On Thursday, The social media giant, Facebook announced that the company will be donating computer servers to a number of research institutions across Europe, starting with Germany, to accelerate research efforts into artificial intelligence (AI) and machine learning. The Facebook founder and chief Mark Zuckerberg was in Berlin to receive a prize from German publisher Axel Springer and announced that the group would donate a total of 25 servers.
According to the company’s post, the first donation will go to Prof. Klaus-Robert Müller of The Technical University of Berlin, currently occupied with machine learning at the university’s Institute of Software Engineering and Theoretical Computer Science.
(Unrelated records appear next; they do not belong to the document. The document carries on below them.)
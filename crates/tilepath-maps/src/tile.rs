//! Tile kinds and the movers that walk over them.

use std::fmt;
use std::str::FromStr;

/// What a single map tile is made of.
#[derive(Debug, Clone, Copy, PartialEq, Eq, Hash)]
#[cfg_attr(feature = "serde", derive(serde::Serialize, serde::Deserialize))]
pub enum Tile {
    /// Walkable ground with the given step cost.
    Floor(u8),
    Wall,
    Water,
}

/// Step cost of water for movers that can swim.
pub const SWIM_COST: f32 = 2.0;

/// Highest floor cost a map character can express.
pub const MAX_FLOOR_COST: u8 = 9;

impl Tile {
    /// Decode a map character. `S` and `T` decode to plain floor.
    pub fn from_char(ch: char) -> Option<Self> {
        match ch {
            '.' | 'S' | 'T' => Some(Self::Floor(1)),
            ',' => Some(Self::Floor(2)),
            '1'..='9' => ch.to_digit(10).map(|d| Self::Floor(d as u8)),
            '#' => Some(Self::Wall),
            '~' => Some(Self::Water),
            _ => None,
        }
    }

    /// The same tile with a floor cost forced into `1..=MAX_FLOOR_COST`.
    pub fn clamped(self) -> Self {
        match self {
            Self::Floor(c) => Self::Floor(c.clamp(1, MAX_FLOOR_COST)),
            other => other,
        }
    }

    /// Canonical character for the tile. Floor costs are clamped first.
    pub fn to_char(self) -> char {
        match self.clamped() {
            Self::Floor(1) => '.',
            Self::Floor(2) => ',',
            Self::Floor(c) => char::from_digit(u32::from(c), 10).unwrap_or('.'),
            Self::Wall => '#',
            Self::Water => '~',
        }
    }

    /// Cost for `mover` to step onto this tile, or `None` if it cannot.
    pub fn cost_for(self, mover: MoverKind) -> Option<f32> {
        match (self, mover) {
            (Self::Floor(c), _) => Some(f32::from(c)),
            (Self::Water, MoverKind::Swimmer) => Some(SWIM_COST),
            (Self::Water, MoverKind::Walker) | (Self::Wall, _) => None,
        }
    }

    #[inline]
    pub fn passable_for(self, mover: MoverKind) -> bool {
        self.cost_for(mover).is_some()
    }
}

/// The kinds of unit a [`CharMap`](crate::CharMap) knows how to move.
#[derive(Debug, Clone, Copy, Default, PartialEq, Eq, Hash)]
#[cfg_attr(
    feature = "serde",
    derive(serde::Serialize, serde::Deserialize),
    serde(rename_all = "snake_case")
)]
pub enum MoverKind {
    #[default]
    Walker,
    /// Crosses water as well as land.
    Swimmer,
}

impl fmt::Display for MoverKind {
    fn fmt(&self, f: &mut fmt::Formatter<'_>) -> fmt::Result {
        match self {
            Self::Walker => f.write_str("walker"),
            Self::Swimmer => f.write_str("swimmer"),
        }
    }
}

/// Error returned when a mover name is not recognised.
#[derive(Debug, Clone, PartialEq, Eq)]
pub struct ParseMoverKindError(pub String);

impl fmt::Display for ParseMoverKindError {
    fn fmt(&self, f: &mut fmt::Formatter<'_>) -> fmt::Result {
        write!(f, "unknown mover \u{201c}{}\u{201d} (expected walker or swimmer)", self.0)
    }
}

impl std::error::Error for ParseMoverKindError {}

impl FromStr for MoverKind {
    type Err = ParseMoverKindError;

    fn from_str(s: &str) -> Result<Self, Self::Err> {
        match s.trim().to_ascii_lowercase().as_str() {
            "walker" => Ok(Self::Walker),
            "swimmer" => Ok(Self::Swimmer),
            _ => Err(ParseMoverKindError(s.to_string())),
        }
    }
}

#[cfg(test)]
mod tests {
    use super::*;

    #[test]
    fn decode_chars() {
        assert_eq!(Tile::from_char('.'), Some(Tile::Floor(1)));
        assert_eq!(Tile::from_char('S'), Some(Tile::Floor(1)));
        assert_eq!(Tile::from_char(','), Some(Tile::Floor(2)));
        assert_eq!(Tile::from_char('7'), Some(Tile::Floor(7)));
        assert_eq!(Tile::from_char('#'), Some(Tile::Wall));
        assert_eq!(Tile::from_char('~'), Some(Tile::Water));
        assert_eq!(Tile::from_char('0'), None);
        assert_eq!(Tile::from_char('x'), None);
    }

    #[test]
    fn chars_round_trip() {
        for ch in ['.', ',', '3', '9', '#', '~'] {
            assert_eq!(Tile::from_char(ch).map(Tile::to_char), Some(ch));
        }
    }

    #[test]
    fn out_of_range_costs_clamp() {
        assert_eq!(Tile::Floor(0).clamped(), Tile::Floor(1));
        assert_eq!(Tile::Floor(12).clamped(), Tile::Floor(9));
        assert_eq!(Tile::Wall.clamped(), Tile::Wall);
        for tile in [Tile::Floor(0), Tile::Floor(12), Tile::Floor(5)] {
            assert_eq!(Tile::from_char(tile.to_char()), Some(tile.clamped()));
        }
    }

    #[test]
    fn water_only_for_swimmers() {
        assert_eq!(Tile::Water.cost_for(MoverKind::Walker), None);
        assert_eq!(Tile::Water.cost_for(MoverKind::Swimmer), Some(SWIM_COST));
        assert!(!Tile::Wall.passable_for(MoverKind::Swimmer));
        assert_eq!(Tile::Floor(4).cost_for(MoverKind::Walker), Some(4.0));
    }

    #[test]
    fn parse_mover_names() {
        assert_eq!("walker".parse(), Ok(MoverKind::Walker));
        assert_eq!(" Swimmer ".parse(), Ok(MoverKind::Swimmer));
        assert!("flyer".parse::<MoverKind>().is_err());
        assert_eq!(MoverKind::Swimmer.to_string(), "swimmer");
    }
}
Müller’s immediate scope with the new equipment, which will also come with technical support, will be research into image analysis of breast cancer and the chemical modelling of molecules.
Dr Müller commented in the announcement “This partnership comes at exactly the right moment for AI research in Germany. It will help us as we study two very hard and computationally intense learning problems around image analysis of breast cancer and chemical modelling of molecules. The new servers will help us speed up our research cycles and do better AI research much faster.” In addition to the provision of the GPU servers – technical details of which have not been revealed yet – Facebook will work with the EU recipients to ensure that the partners have suitable software to run the servers, and will envoy researchers to participate in the new server-based projects.
The initiative comes through the Facebook AI Research (FAIR) program, which was set up in 2013 and handles a wide variety of interesting projects, most particularly in the subject perhaps dearest to Facebook’s corporate heart – image recognition.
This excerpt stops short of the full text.